__AVAILABLE DATA__.
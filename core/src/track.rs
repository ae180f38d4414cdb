//! Maps detected speech onsets to mouth gestures, plus decorative tail
//! accents over an utterance.

use std::time::{Duration, Instant};

use rand::Rng;

use crate::event::ScheduledEvent;
use crate::gesture::{self, FlapParams, FULL_SPEED};

/// Tuning for onset-to-mouth mapping.
#[derive(Debug, Clone, Copy)]
pub struct TrackParams {
    /// Onsets closer than this to the previously accepted one are dropped;
    /// the mouth cannot physically reverse faster.
    pub min_gap: Duration,
    /// Uniform jitter bounds for how long the mouth stays open per flap.
    pub hold_min: Duration,
    pub hold_max: Duration,
    /// Stroke time for each flap.
    pub travel: Duration,
    pub speed: u8,
}

impl Default for TrackParams {
    fn default() -> Self {
        Self {
            min_gap: Duration::from_millis(100),
            hold_min: Duration::from_millis(50),
            hold_max: Duration::from_millis(100),
            travel: Duration::from_millis(100),
            speed: FULL_SPEED,
        }
    }
}

/// Expands relative onset timestamps into mouth flaps.
///
/// `onsets` is ordered, in seconds from content start, and ends with the
/// end-of-content sentinel appended by the caller. `t_base` anchors the
/// content start on the clock; `prev` seeds the previously-accepted
/// instant (normally the caller's current instant). Each retained onset
/// emits one flap anchored at the previously accepted instant, so the
/// mouth starts moving slightly ahead of the onset it answers. Inputs with
/// fewer than two entries carry no content and emit nothing.
pub fn mouth_track(
    t_base: Instant,
    prev: Instant,
    onsets: &[f32],
    p: &TrackParams,
) -> Vec<ScheduledEvent> {
    if onsets.len() < 2 {
        return Vec::new();
    }

    let mut rng = rand::thread_rng();
    let mut events = Vec::new();
    let mut prev_t = prev;
    for &onset in onsets {
        let t = t_base + Duration::from_secs_f32(onset.max(0.0));
        let gap = match t.checked_duration_since(prev_t) {
            Some(gap) => gap,
            None => continue,
        };
        if gap < p.min_gap {
            continue;
        }
        let hold = rng.gen_range(p.hold_min..=p.hold_max);
        let flap = FlapParams {
            speed: p.speed,
            travel: p.travel,
            hold,
            release: false,
        };
        let (flap_events, _) = gesture::mouth_flap(prev_t, &flap);
        events.extend(flap_events);
        prev_t = t;
    }
    events
}

/// Tuning for decorative tail flaps during an utterance.
#[derive(Debug, Clone, Copy)]
pub struct AccentParams {
    /// Upper bound on the random spacing added between accents.
    pub spread: Duration,
    /// Minimum quiet time between one accent ending and the next starting.
    pub min_gap: Duration,
    pub travel: Duration,
    pub hold_min: Duration,
    pub hold_max: Duration,
    pub speed: u8,
}

impl Default for AccentParams {
    fn default() -> Self {
        Self {
            spread: Duration::from_millis(1500),
            min_gap: Duration::from_millis(400),
            travel: Duration::from_millis(120),
            hold_min: Duration::from_millis(50),
            hold_max: Duration::from_millis(200),
            speed: FULL_SPEED,
        }
    }
}

/// Scatters tail flaps across `[start, end)`. Flaps never extend past
/// `end` and keep at least `min_gap` between one another.
pub fn tail_accents(start: Instant, end: Instant, p: &AccentParams) -> Vec<ScheduledEvent> {
    if end <= start {
        return Vec::new();
    }

    let mut rng = rand::thread_rng();
    let mut events = Vec::new();
    let mut t = start + rng.gen_range(Duration::ZERO..=p.spread);
    while t < end {
        let hold = rng.gen_range(p.hold_min..=p.hold_max);
        let flap = FlapParams {
            speed: p.speed,
            travel: p.travel,
            hold,
            release: false,
        };
        let (flap_events, flap_end) = gesture::tail_flap(t, &flap);
        if flap_end > end {
            break;
        }
        events.extend(flap_events);
        t = flap_end + p.min_gap + rng.gen_range(Duration::ZERO..=p.spread);
    }
    events
}
//! Motor events and the thread-safe scheduled-event queue.

use std::cmp::{Ordering, Reverse};
use std::collections::BinaryHeap;
use std::time::Instant;

use parking_lot::Mutex;
use serde::{Deserialize, Serialize};

use crate::motor::{Direction, Motor};

/// An immutable directive to set a motor's speed and/or run direction.
///
/// Both fields may be present; application order is speed, then run. An
/// event with neither field set applies as a no-op.
#[derive(Debug, Clone, Copy, PartialEq, Eq, Serialize, Deserialize)]
pub struct MotorEvent {
    pub motor: Motor,
    pub speed: Option<u8>,
    pub run: Option<Direction>,
}

impl MotorEvent {
    pub fn speed(motor: Motor, speed: u8) -> Self {
        Self {
            motor,
            speed: Some(speed),
            run: None,
        }
    }

    pub fn run(motor: Motor, dir: Direction) -> Self {
        Self {
            motor,
            speed: None,
            run: Some(dir),
        }
    }

    pub fn speed_and_run(motor: Motor, speed: u8, dir: Direction) -> Self {
        Self {
            motor,
            speed: Some(speed),
            run: Some(dir),
        }
    }
}

/// A motor event bound to the instant it becomes due.
#[derive(Debug, Clone, Copy)]
pub struct ScheduledEvent {
    pub at: Instant,
    pub event: MotorEvent,
}

// Heap entry; the sequence number preserves insertion order among entries
// scheduled for the same instant.
struct Entry {
    at: Instant,
    seq: u64,
    event: MotorEvent,
}

impl PartialEq for Entry {
    fn eq(&self, other: &Self) -> bool {
        self.at == other.at && self.seq == other.seq
    }
}

impl Eq for Entry {}

impl PartialOrd for Entry {
    fn partial_cmp(&self, other: &Self) -> Option<Ordering> {
        Some(self.cmp(other))
    }
}

impl Ord for Entry {
    fn cmp(&self, other: &Self) -> Ordering {
        self.at.cmp(&other.at).then(self.seq.cmp(&other.seq))
    }
}

struct QueueInner {
    heap: BinaryHeap<Reverse<Entry>>,
    next_seq: u64,
}

/// Min-priority queue of scheduled events, keyed by instant.
///
/// Any thread may push; exactly one consumer is expected to call
/// [`EventQueue::pop_due`]. An inserted event is delivered at most once.
pub struct EventQueue {
    inner: Mutex<QueueInner>,
}

impl EventQueue {
    pub fn new() -> Self {
        Self {
            inner: Mutex::new(QueueInner {
                heap: BinaryHeap::new(),
                next_seq: 0,
            }),
        }
    }

    /// Inserts an event due at `at`. Never blocks beyond the internal
    /// lock; the queue is unbounded.
    pub fn push(&self, at: Instant, event: MotorEvent) {
        let mut inner = self.inner.lock();
        let seq = inner.next_seq;
        inner.next_seq += 1;
        inner.heap.push(Reverse(Entry { at, seq, event }));
    }

    /// Inserts a batch under one lock hold, preserving its order for
    /// same-instant entries.
    pub fn push_all(&self, events: impl IntoIterator<Item = ScheduledEvent>) {
        let mut inner = self.inner.lock();
        for scheduled in events {
            let seq = inner.next_seq;
            inner.next_seq += 1;
            inner.heap.push(Reverse(Entry {
                at: scheduled.at,
                seq,
                event: scheduled.event,
            }));
        }
    }

    /// Removes and returns the minimum-instant event if it is due at
    /// `now`; leaves the queue untouched otherwise. Peek-then-pop, so a
    /// not-yet-due event is never popped and re-pushed.
    pub fn pop_due(&self, now: Instant) -> Option<MotorEvent> {
        let mut inner = self.inner.lock();
        let due = matches!(inner.heap.peek(), Some(Reverse(entry)) if entry.at <= now);
        if due {
            inner.heap.pop().map(|Reverse(entry)| entry.event)
        } else {
            None
        }
    }

    /// Drops every pending event.
    pub fn clear(&self) {
        self.inner.lock().heap.clear();
    }

    pub fn len(&self) -> usize {
        self.inner.lock().heap.len()
    }

    pub fn is_empty(&self) -> bool {
        self.inner.lock().heap.is_empty()
    }
}

impl Default for EventQueue {
    fn default() -> Self {
        Self::new()
    }
}
//! Motor identities, the driver seam, and the lock-serialized motor bus.
//!
//! The controller board is not safe for concurrent register writes, so
//! every physical access goes through [`MotorBus`], which serializes all
//! callers behind one lock. Drivers implement [`MotorDriver`] and never
//! need their own locking.

use parking_lot::Mutex;
use serde::{Deserialize, Serialize};
use tracing::{debug, warn};

use crate::event::MotorEvent;
use crate::Result;

/// One physical motor channel on the rig.
#[derive(Debug, Clone, Copy, PartialEq, Eq, Hash, Serialize, Deserialize)]
pub enum Motor {
    Head,
    Mouth,
    Tail,
}

impl Motor {
    /// Every channel the bus knows about.
    pub const ALL: [Motor; 3] = [Motor::Head, Motor::Mouth, Motor::Tail];
}

/// Run directive for a motor channel. `Release` de-energizes the channel.
#[derive(Debug, Clone, Copy, PartialEq, Eq, Serialize, Deserialize)]
pub enum Direction {
    Forward,
    Backward,
    Release,
}

/// Register-level backend for a motor controller board.
///
/// The bus guarantees calls arrive from one thread at a time.
pub trait MotorDriver: Send {
    /// Set the PWM speed for a channel, 0 (stopped) to 255 (full).
    fn set_speed(&mut self, motor: Motor, speed: u8) -> Result<()>;

    /// Apply a run directive to a channel.
    fn run(&mut self, motor: Motor, dir: Direction) -> Result<()>;
}

/// Driver for machines without the physical controller: every register
/// write is logged at debug level and otherwise dropped.
pub struct LogDriver;

impl MotorDriver for LogDriver {
    fn set_speed(&mut self, motor: Motor, speed: u8) -> Result<()> {
        debug!(target: "motor", ?motor, speed, "set_speed");
        Ok(())
    }

    fn run(&mut self, motor: Motor, dir: Direction) -> Result<()> {
        debug!(target: "motor", ?motor, ?dir, "run");
        Ok(())
    }
}

/// Serializes all access to the motor controller behind one lock.
///
/// Owned by the scheduler; producers never touch the bus directly.
pub struct MotorBus {
    driver: Mutex<Box<dyn MotorDriver>>,
}

impl MotorBus {
    /// Wraps a driver and issues a safety release to every channel, so the
    /// rig never starts with a motor left energized by a previous run.
    pub fn new(driver: Box<dyn MotorDriver>) -> Self {
        let bus = Self {
            driver: Mutex::new(driver),
        };
        if let Err(e) = bus.release_all() {
            warn!(target: "motor", error = %e, "startup release failed");
        }
        bus
    }

    /// Runs `f` inside the bus critical section.
    pub fn with_lock<T>(&self, f: impl FnOnce(&mut dyn MotorDriver) -> T) -> T {
        let mut driver = self.driver.lock();
        f(driver.as_mut())
    }

    /// Applies one event under a single lock hold: speed first, then the
    /// run directive. An event with neither field set is a no-op.
    pub fn apply(&self, event: &MotorEvent) -> Result<()> {
        self.with_lock(|drv| {
            if let Some(speed) = event.speed {
                drv.set_speed(event.motor, speed)?;
            }
            if let Some(dir) = event.run {
                drv.run(event.motor, dir)?;
            }
            Ok(())
        })
    }

    /// Issues `Release` to every known channel. Every channel is
    /// attempted even if one fails; the first error is returned.
    pub fn release_all(&self) -> Result<()> {
        self.with_lock(|drv| {
            let mut first_err = None;
            for motor in Motor::ALL {
                if let Err(e) = drv.run(motor, Direction::Release) {
                    if first_err.is_none() {
                        first_err = Some(e);
                    }
                }
            }
            match first_err {
                Some(e) => Err(e),
                None => Ok(()),
            }
        })
    }
}


#[cfg(test)]
mod tests {
    use super::testutil::{Call, CallLog, RecordingDriver};
    use super::*;

    #[test]
    fn new_bus_releases_every_channel() {
        let log = CallLog::default();
        let _bus = MotorBus::new(Box::new(RecordingDriver::new(log.clone())));

        let calls = log.calls();
        assert_eq!(calls.len(), 3);
        for motor in Motor::ALL {
            assert!(calls.contains(&Call::Run(motor, Direction::Release)));
        }
    }

    #[test]
    fn apply_orders_speed_before_run() {
        let log = CallLog::default();
        let bus = MotorBus::new(Box::new(RecordingDriver::new(log.clone())));
        log.clear();

        let event = MotorEvent::speed_and_run(Motor::Mouth, 200, Direction::Forward);
        bus.apply(&event).unwrap();

        assert_eq!(
            log.calls(),
            vec![
                Call::Speed(Motor::Mouth, 200),
                Call::Run(Motor::Mouth, Direction::Forward),
            ]
        );
    }

    #[test]
    fn apply_empty_event_is_noop() {
        let log = CallLog::default();
        let bus = MotorBus::new(Box::new(RecordingDriver::new(log.clone())));
        log.clear();

        let event = MotorEvent {
            motor: Motor::Tail,
            speed: None,
            run: None,
        };
        bus.apply(&event).unwrap();
        assert!(log.calls().is_empty());
    }
}
//! Audio playback sinks.
//!
//! Playback is blocking on purpose: the speak pipeline parks it on a
//! blocking task and uses the pre-play hook to anchor gesture timelines to
//! the first delivered sample.

use bassline_core::Result;

use crate::clip::AudioClip;

/// Plays a decoded clip to some output, invoking `on_start` immediately
/// before the first sample is delivered.
pub trait AudioSink: Send + Sync {
    fn play(&self, clip: &AudioClip, on_start: Box<dyn FnOnce() + Send>) -> Result<()>;
}

/// Sink for machines without an output device: fires the hook, then
/// sleeps for the clip duration so timing-sensitive callers behave as
/// they would during real playback.
pub struct TimedSink;

impl AudioSink for TimedSink {
    fn play(&self, clip: &AudioClip, on_start: Box<dyn FnOnce() + Send>) -> Result<()> {
        on_start();
        std::thread::sleep(std::time::Duration::from_secs_f32(clip.duration_secs()));
        Ok(())
    }
}

#[cfg(feature = "playback")]
pub use cpal_sink::CpalSink;

#[cfg(feature = "playback")]
mod cpal_sink {
    use super::*;
    use bassline_core::BasslineError;
    use cpal::traits::{DeviceTrait, HostTrait, StreamTrait};
    use std::sync::mpsc;
    use std::time::Duration;
    use tracing::{info, warn};

    /// Plays clips on the default cpal output device.
    pub struct CpalSink;

    impl AudioSink for CpalSink {
        fn play(&self, clip: &AudioClip, on_start: Box<dyn FnOnce() + Send>) -> Result<()> {
            let host = cpal::default_host();
            let device = host.default_output_device().ok_or_else(|| {
                BasslineError::PlaybackError("no output device available".into())
            })?;
            let device_name = device.name().unwrap_or_else(|_| "unknown".into());

            let config = cpal::StreamConfig {
                channels: clip.channels.max(1),
                sample_rate: cpal::SampleRate(clip.sample_rate),
                buffer_size: cpal::BufferSize::Default,
            };

            let samples = clip.samples.clone();
            let mut cursor = 0usize;
            let (done_tx, done_rx) = mpsc::channel::<()>();
            let stream = device
                .build_output_stream(
                    &config,
                    move |out: &mut [i16], _| {
                        for slot in out.iter_mut() {
                            *slot = if cursor < samples.len() {
                                let s = samples[cursor];
                                cursor += 1;
                                s
                            } else {
                                0
                            };
                        }
                        if cursor >= samples.len() {
                            let _ = done_tx.send(());
                        }
                    },
                    |err| warn!(target: "playback", error = %err, "output stream error"),
                    None,
                )
                .map_err(|e| {
                    BasslineError::PlaybackError(format!("failed to build output stream: {e}"))
                })?;

            info!(
                target: "playback",
                device = %device_name,
                rate = clip.sample_rate,
                channels = clip.channels,
                "starting playback"
            );

            on_start();
            stream.play().map_err(|e| {
                BasslineError::PlaybackError(format!("failed to start output stream: {e}"))
            })?;

            // Wait for the callback to exhaust the clip; the stream stops
            // when dropped.
            let duration = Duration::from_secs_f32(clip.duration_secs());
            if done_rx.recv_timeout(duration + Duration::from_secs(2)).is_err() {
                warn!(target: "playback", "stream did not drain in time; stopping anyway");
            }
            Ok(())
        }
    }
}

#[cfg(test)]
mod tests {
    use super::*;
    use std::sync::atomic::{AtomicBool, Ordering};
    use std::sync::Arc;
    use std::time::Instant;

    #[test]
    fn timed_sink_fires_hook_then_blocks_for_duration() {
        let clip = AudioClip {
            samples: vec![0; 2_205], // 100ms at 22.05kHz mono
            sample_rate: 22_050,
            channels: 1,
        };
        let fired = Arc::new(AtomicBool::new(false));
        let fired_in_hook = Arc::clone(&fired);

        let started = Instant::now();
        TimedSink
            .play(
                &clip,
                Box::new(move || {
                    fired_in_hook.store(true, Ordering::SeqCst);
                }),
            )
            .unwrap();

        assert!(fired.load(Ordering::SeqCst));
        assert!(started.elapsed() >= std::time::Duration::from_millis(100));
    }
}
//! Speech synthesis boundary.
//!
//! Synthesis runs on a remote service consumed as a black box: text and a
//! voice id go in, encoded audio bytes come out. Network and auth failures
//! surface to the caller; nothing here touches the motor scheduler.

use async_trait::async_trait;
use bassline_core::{BasslineError, Result};
use serde::Serialize;
use std::time::Duration;
use tracing::{debug, warn};

/// Synthesizes text into an encoded audio byte stream.
#[async_trait]
pub trait TtsEngine: Send + Sync {
    async fn synthesize(&self, text: &str, voice_id: &str) -> Result<Vec<u8>>;
}

/// Remote synthesis service configuration.
#[derive(Debug, Clone)]
pub struct HttpTtsConfig {
    /// Synthesis endpoint; takes a JSON body, returns audio bytes.
    pub endpoint: String,
    /// Optional bearer token. A missing or invalid token shows up as an
    /// auth failure from the service and propagates as a TTS error.
    pub api_token: Option<String>,
    /// Sample rate requested from the service.
    pub sample_rate: u32,
    pub timeout_ms: u64,
    pub user_agent: String,
}

impl Default for HttpTtsConfig {
    fn default() -> Self {
        Self {
            endpoint: std::env::var("TTS_ENDPOINT")
                .ok()
                .filter(|s| !s.is_empty())
                .unwrap_or_else(|| "http://localhost:8020/synthesize".to_string()),
            api_token: std::env::var("TTS_API_TOKEN").ok().filter(|s| !s.is_empty()),
            sample_rate: std::env::var("TTS_SAMPLE_RATE")
                .ok()
                .and_then(|v| v.parse::<u32>().ok())
                .unwrap_or(22_050),
            timeout_ms: std::env::var("TTS_TIMEOUT_MS")
                .ok()
                .and_then(|v| v.parse::<u64>().ok())
                .unwrap_or(20_000),
            user_agent: "bassline/0.1".to_string(),
        }
    }
}

#[derive(Serialize)]
struct SynthesisRequest<'a> {
    text: &'a str,
    voice_id: &'a str,
    sample_rate: u32,
    output_format: &'a str,
}

/// HTTP client for a remote synthesis service.
pub struct HttpTts {
    cfg: HttpTtsConfig,
    http: reqwest::Client,
}

impl HttpTts {
    pub fn new(cfg: HttpTtsConfig) -> Self {
        let http = reqwest::Client::builder()
            .timeout(Duration::from_millis(cfg.timeout_ms))
            .user_agent(&cfg.user_agent)
            .build()
            .unwrap_or_else(|_| reqwest::Client::new());
        Self { cfg, http }
    }
}

impl Default for HttpTts {
    fn default() -> Self {
        Self::new(HttpTtsConfig::default())
    }
}

#[async_trait]
impl TtsEngine for HttpTts {
    async fn synthesize(&self, text: &str, voice_id: &str) -> Result<Vec<u8>> {
        debug!(target: "tts", voice_id, chars = text.len(), "requesting synthesis");

        let body = SynthesisRequest {
            text,
            voice_id,
            sample_rate: self.cfg.sample_rate,
            output_format: "wav",
        };
        let mut request = self.http.post(&self.cfg.endpoint).json(&body);
        if let Some(token) = &self.cfg.api_token {
            request = request.bearer_auth(token);
        }

        let response = request.send().await.map_err(|e| {
            warn!(target: "tts", error = %e, "synthesis request failed");
            BasslineError::TtsError(format!("synthesis request failed: {e}"))
        })?;

        let status = response.status();
        if !status.is_success() {
            warn!(target: "tts", status = %status, "synthesis service returned error");
            return Err(BasslineError::TtsError(format!(
                "synthesis service returned status {status}"
            )));
        }

        let bytes = response.bytes().await.map_err(|e| {
            BasslineError::TtsError(format!("failed to read synthesis stream: {e}"))
        })?;
        debug!(target: "tts", bytes = bytes.len(), "synthesis complete");
        Ok(bytes.to_vec())
    }
}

__PROBLEM__. Using the entries, state how many of their lines hold "PlaybackError"; give the number and no more.

__ANSWER__. 3